Task inputs

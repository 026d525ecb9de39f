//! Chain adapter error types.
//!
//! This module provides structured error types for chain ingestion and
//! output using `thiserror` for derivation.

use thiserror::Error;

/// Convenience alias for chain adapter results.
pub type Result<T> = std::result::Result<T, ChainError>;

/// Errors that can occur while reading or writing option chains.
#[derive(Debug, Error)]
pub enum ChainError {
    /// Underlying file system failure.
    #[error("I/O error: {0}")]
    Io(#[from] std::io::Error),

    /// Malformed CSV input or output failure.
    #[error("CSV error: {0}")]
    Csv(#[from] csv::Error),

    /// A record parsed but failed domain validation.
    #[error("invalid record at line {line}: {reason}")]
    InvalidRecord {
        /// One-based line number in the source file, counting the header.
        line: u64,
        /// What made the record unusable.
        reason: String,
    },
}

#[cfg(test)]
mod tests {
    use super::*;

    #[test]
    fn test_invalid_record_display() {
        let err = ChainError::InvalidRecord {
            line: 7,
            reason: "strike must be positive".to_string(),
        };
        assert_eq!(
            format!("{}", err),
            "invalid record at line 7: strike must be positive"
        );
    }

    #[test]
    fn test_io_error_converts() {
        let io = std::io::Error::new(std::io::ErrorKind::NotFound, "missing.csv");
        let err: ChainError = io.into();
        assert!(err.to_string().contains("missing.csv"));
    }

    #[test]
    fn test_error_is_error_trait() {
        let err: Box<dyn std::error::Error> = Box::new(ChainError::InvalidRecord {
            line: 1,
            reason: "empty".to_string(),
        });
        assert!(err.to_string().contains("line 1"));
    }
}
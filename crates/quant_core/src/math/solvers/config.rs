//! Solver configuration types.

use num_traits::Float;

/// Configuration shared by all root-finding solvers.
///
/// # Type Parameters
///
/// * `T` - Floating-point type for the tolerance (e.g., `f64`)
///
/// # Example
///
/// ```
/// use quant_core::math::solvers::SolverConfig;
///
/// // Default configuration
/// let config: SolverConfig<f64> = SolverConfig::default();
/// assert!(config.tolerance <= 1e-6);
/// assert!(config.max_iterations >= 100);
///
/// // Custom configuration
/// let custom = SolverConfig {
///     tolerance: 1e-9,
///     max_iterations: 400,
/// };
/// ```
#[derive(Debug, Clone, Copy, PartialEq)]
pub struct SolverConfig<T: Float> {
    /// Convergence tolerance on the residual.
    ///
    /// The solver reports convergence when `|f(x)| <= tolerance` at the
    /// returned root.
    pub tolerance: T,

    /// Iteration cap.
    ///
    /// Solvers stop after this many iterations and return the last iterate
    /// with `converged` set from its residual.
    pub max_iterations: usize,
}

impl<T: Float> Default for SolverConfig<T> {
    /// Create a default configuration.
    ///
    /// Default values:
    /// - `tolerance`: 1e-6
    /// - `max_iterations`: 100
    fn default() -> Self {
        Self {
            tolerance: T::from(1e-6).unwrap(),
            max_iterations: 100,
        }
    }
}

impl<T: Float> SolverConfig<T> {
    /// Create a new configuration with specified values.
    ///
    /// # Arguments
    ///
    /// * `tolerance` - Convergence tolerance (must be positive)
    /// * `max_iterations` - Iteration cap (must be > 0)
    ///
    /// # Panics
    ///
    /// Panics if `tolerance <= 0` or `max_iterations == 0`.
    ///
    /// # Example
    ///
    /// ```
    /// use quant_core::math::solvers::SolverConfig;
    ///
    /// let config = SolverConfig::new(1e-6, 1000);
    /// assert_eq!(config.max_iterations, 1000);
    /// ```
    pub fn new(tolerance: T, max_iterations: usize) -> Self {
        assert!(tolerance > T::zero(), "tolerance must be positive");
        assert!(max_iterations > 0, "max_iterations must be > 0");
        Self {
            tolerance,
            max_iterations,
        }
    }

    /// Create a configuration with high precision settings.
    ///
    /// Uses tighter tolerance (1e-9) and more iterations (500).
    pub fn high_precision() -> Self {
        Self {
            tolerance: T::from(1e-9).unwrap(),
            max_iterations: 500,
        }
    }

    /// Create a configuration optimised for fast convergence.
    ///
    /// Uses relaxed tolerance (1e-4) and fewer iterations (25).
    pub fn fast() -> Self {
        Self {
            tolerance: T::from(1e-4).unwrap(),
            max_iterations: 25,
        }
    }
}
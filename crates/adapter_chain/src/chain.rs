//! An option chain and its batch analysis.

use chrono::NaiveDate;
use quant_models::analytical::BlackScholes;
use quant_models::instruments::{OptionContract, OptionKind};
use tracing::debug;

use crate::analytics::{AnalysedQuote, QuoteAnalytics};
use crate::config::ChainConfig;
use crate::record::ChainQuote;

/// A collection of quotes sharing one underlying.
///
/// The chain carries the market inputs every contract inherits (spot, rate,
/// dividend yield); each [`ChainQuote`] contributes its own strike, expiry
/// and prices. Analysis is best-effort: quotes that cannot be priced are
/// skipped and logged rather than failing the batch.
///
/// # Example
///
/// ```
/// use adapter_chain::OptionChain;
///
/// let chain = OptionChain::new("NVDA", 130.694, 0.0423, 0.0);
/// assert!(chain.is_empty());
/// assert_eq!(chain.symbol(), "NVDA");
/// ```
#[derive(Debug, Clone, PartialEq)]
pub struct OptionChain {
    symbol: String,
    spot: f64,
    rate: f64,
    dividend_yield: f64,
    quotes: Vec<ChainQuote>,
}

impl OptionChain {
    /// Creates an empty chain for one underlying.
    pub fn new(symbol: impl Into<String>, spot: f64, rate: f64, dividend_yield: f64) -> Self {
        Self {
            symbol: symbol.into(),
            spot,
            rate,
            dividend_yield,
            quotes: Vec::new(),
        }
    }

    /// Appends a quote.
    pub fn push(&mut self, quote: ChainQuote) {
        self.quotes.push(quote);
    }

    /// Returns the underlying's ticker symbol.
    #[inline]
    pub fn symbol(&self) -> &str {
        &self.symbol
    }

    /// Returns the underlying spot price.
    #[inline]
    pub fn spot(&self) -> f64 {
        self.spot
    }

    /// Returns the risk-free rate.
    #[inline]
    pub fn rate(&self) -> f64 {
        self.rate
    }

    /// Returns the chain-level dividend yield.
    #[inline]
    pub fn dividend_yield(&self) -> f64 {
        self.dividend_yield
    }

    /// Returns all quotes in insertion order.
    #[inline]
    pub fn quotes(&self) -> &[ChainQuote] {
        &self.quotes
    }

    /// Returns the number of quotes.
    #[inline]
    pub fn len(&self) -> usize {
        self.quotes.len()
    }

    /// Returns `true` when the chain holds no quotes.
    #[inline]
    pub fn is_empty(&self) -> bool {
        self.quotes.is_empty()
    }

    /// Finds the first quote matching a strike, expiration date and kind.
    pub fn find(
        &self,
        strike: f64,
        expiration: NaiveDate,
        kind: OptionKind,
    ) -> Option<&ChainQuote> {
        self.quotes
            .iter()
            .find(|q| q.strike == strike && q.expiration == expiration && q.kind == kind)
    }

    /// Analyses every quote, skipping the unusable ones.
    ///
    /// A quote is skipped (at `debug` level) when [`ChainQuote::observed_price`]
    /// yields nothing or when its contract parameters fail validation, for
    /// example a non-positive strike or expiry. Successful rows carry the
    /// full [`QuoteAnalytics`] record.
    pub fn analyse(&self, config: &ChainConfig) -> Vec<AnalysedQuote> {
        let dividend_yield = config
            .dividend_yield_override
            .unwrap_or(self.dividend_yield);
        let mut analysed = Vec::with_capacity(self.quotes.len());

        for quote in &self.quotes {
            let observed = match quote.observed_price() {
                Some(price) => price,
                None => {
                    debug!(
                        "Skipping {} {} @ {}: no usable price",
                        quote.expiration, quote.kind, quote.strike
                    );
                    continue;
                }
            };

            let contract = match OptionContract::new(
                quote.strike,
                self.spot,
                quote.years_to_expiry,
                self.rate,
                dividend_yield,
                quote.kind,
            ) {
                Ok(contract) => contract,
                Err(err) => {
                    debug!(
                        "Skipping {} {} @ {}: {}",
                        quote.expiration, quote.kind, quote.strike, err
                    );
                    continue;
                }
            };

            let model = BlackScholes::new(contract);
            analysed.push(AnalysedQuote {
                quote: quote.clone(),
                analytics: QuoteAnalytics::evaluate(&model, observed, config),
            });
        }

        analysed
    }

    /// Put-call parity gap for a matched pair, `C − P − (S·e^(−qT) − K·e^(−rT))`.
    ///
    /// Returns `None` unless both legs are quoted with usable prices. A gap
    /// well clear of the bid/ask width is a data problem or an arbitrage,
    /// not a model disagreement: parity is model-free.
    pub fn parity_gap(&self, strike: f64, expiration: NaiveDate) -> Option<f64> {
        let call = self.find(strike, expiration, OptionKind::Call)?;
        let put = self.find(strike, expiration, OptionKind::Put)?;

        let call_price = call.observed_price()?;
        let put_price = put.observed_price()?;

        let expiry = call.years_to_expiry;
        let forward = self.spot * (-self.dividend_yield * expiry).exp()
            - strike * (-self.rate * expiry).exp();

        Some(call_price - put_price - forward)
    }
}

#[cfg(test)]
mod tests {
    use super::*;

    fn march_15() -> NaiveDate {
        NaiveDate::from_ymd_opt(2024, 3, 15).unwrap()
    }

    fn quote(strike: f64, kind: OptionKind, bid: f64, ask: f64) -> ChainQuote {
        ChainQuote {
            expiration: march_15(),
            years_to_expiry: 0.021918,
            strike,
            kind,
            last_price: 0.0,
            bid,
            ask,
            volume: 100,
            open_interest: 250,
            vendor_implied_vol: 0.46,
            in_the_money: false,
        }
    }

    fn sample_chain() -> OptionChain {
        let mut chain = OptionChain::new("NVDA", 130.694, 0.0423, 0.0);
        chain.push(quote(130.0, OptionKind::Put, 3.15, 3.20));
        chain.push(quote(130.0, OptionKind::Call, 3.80, 3.90));
        chain.push(quote(135.0, OptionKind::Call, 1.55, 1.60));
        chain
    }

    // ========================================================================
    // Construction and lookup
    // ========================================================================

    #[test]
    fn test_push_and_len() {
        let chain = sample_chain();
        assert_eq!(chain.len(), 3);
        assert!(!chain.is_empty());
        assert_eq!(chain.quotes().len(), 3);
    }

    #[test]
    fn test_find_matches_all_three_keys() {
        let chain = sample_chain();

        let put = chain.find(130.0, march_15(), OptionKind::Put);
        assert!(put.is_some());
        assert_eq!(put.unwrap().bid, 3.15);

        assert!(chain.find(130.0, march_15(), OptionKind::Call).is_some());
        assert!(chain.find(135.0, march_15(), OptionKind::Put).is_none());

        let other_date = NaiveDate::from_ymd_opt(2024, 4, 19).unwrap();
        assert!(chain.find(130.0, other_date, OptionKind::Put).is_none());
    }

    // ========================================================================
    // Batch analysis
    // ========================================================================

    #[test]
    fn test_analyse_solves_every_usable_quote() {
        let chain = sample_chain();
        let analysed = chain.analyse(&ChainConfig::default());

        assert_eq!(analysed.len(), 3);
        for row in &analysed {
            assert!(row.analytics.bisection_vol > 0.0);
            assert!(
                (row.analytics.model_price - row.analytics.observed_price).abs() < 1e-6,
                "model price should match the observed price at the solved vol"
            );
        }

        // The anchor put solves near its vendor mark.
        assert!((analysed[0].analytics.bisection_vol - 0.4637).abs() < 2e-3);
    }

    #[test]
    fn test_analyse_skips_quotes_without_prices() {
        let mut chain = sample_chain();
        chain.push(quote(140.0, OptionKind::Call, 0.0, 0.0));

        let analysed = chain.analyse(&ChainConfig::default());
        assert_eq!(analysed.len(), 3);
    }

    #[test]
    fn test_analyse_skips_invalid_contracts() {
        let mut chain = sample_chain();
        chain.push(quote(-5.0, OptionKind::Call, 1.0, 1.1));

        let analysed = chain.analyse(&ChainConfig::default());
        assert_eq!(analysed.len(), 3);
    }

    #[test]
    fn test_analyse_applies_dividend_override() {
        let chain = sample_chain();
        let config = ChainConfig::default().with_dividend_yield_override(0.03);

        let plain = chain.analyse(&ChainConfig::default());
        let overridden = chain.analyse(&config);

        // A dividend yield lowers the forward, so the same put price solves
        // to a different volatility.
        assert!(
            (plain[0].analytics.bisection_vol - overridden[0].analytics.bisection_vol).abs() > 1e-4
        );
    }

    // ========================================================================
    // Parity
    // ========================================================================

    #[test]
    fn test_parity_gap_for_a_matched_pair() {
        let chain = sample_chain();
        let gap = chain.parity_gap(130.0, march_15());
        assert!(gap.is_some());

        // C − P = 3.85 − 3.175 = 0.675; F = 130.694 − 130·e^(−0.0423·0.021918).
        let forward = 130.694 - 130.0 * (-0.0423_f64 * 0.021918).exp();
        assert!((gap.unwrap() - (0.675 - forward)).abs() < 1e-12);
    }

    #[test]
    fn test_parity_gap_requires_both_legs() {
        let chain = sample_chain();
        assert_eq!(chain.parity_gap(135.0, march_15()), None);
        assert_eq!(chain.parity_gap(120.0, march_15()), None);
    }

    #[test]
    fn test_parity_gap_requires_usable_prices() {
        let mut chain = OptionChain::new("NVDA", 130.694, 0.0423, 0.0);
        chain.push(quote(130.0, OptionKind::Call, 3.80, 3.90));
        chain.push(quote(130.0, OptionKind::Put, 0.0, 0.0));

        assert_eq!(chain.parity_gap(130.0, march_15()), None);
    }
}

What needs to be done
In the entries above, find each line that includes the string "contains" and copy it.

Task result
        assert!(err.to_string().contains("missing.csv"));
        assert!(err.to_string().contains("line 1"));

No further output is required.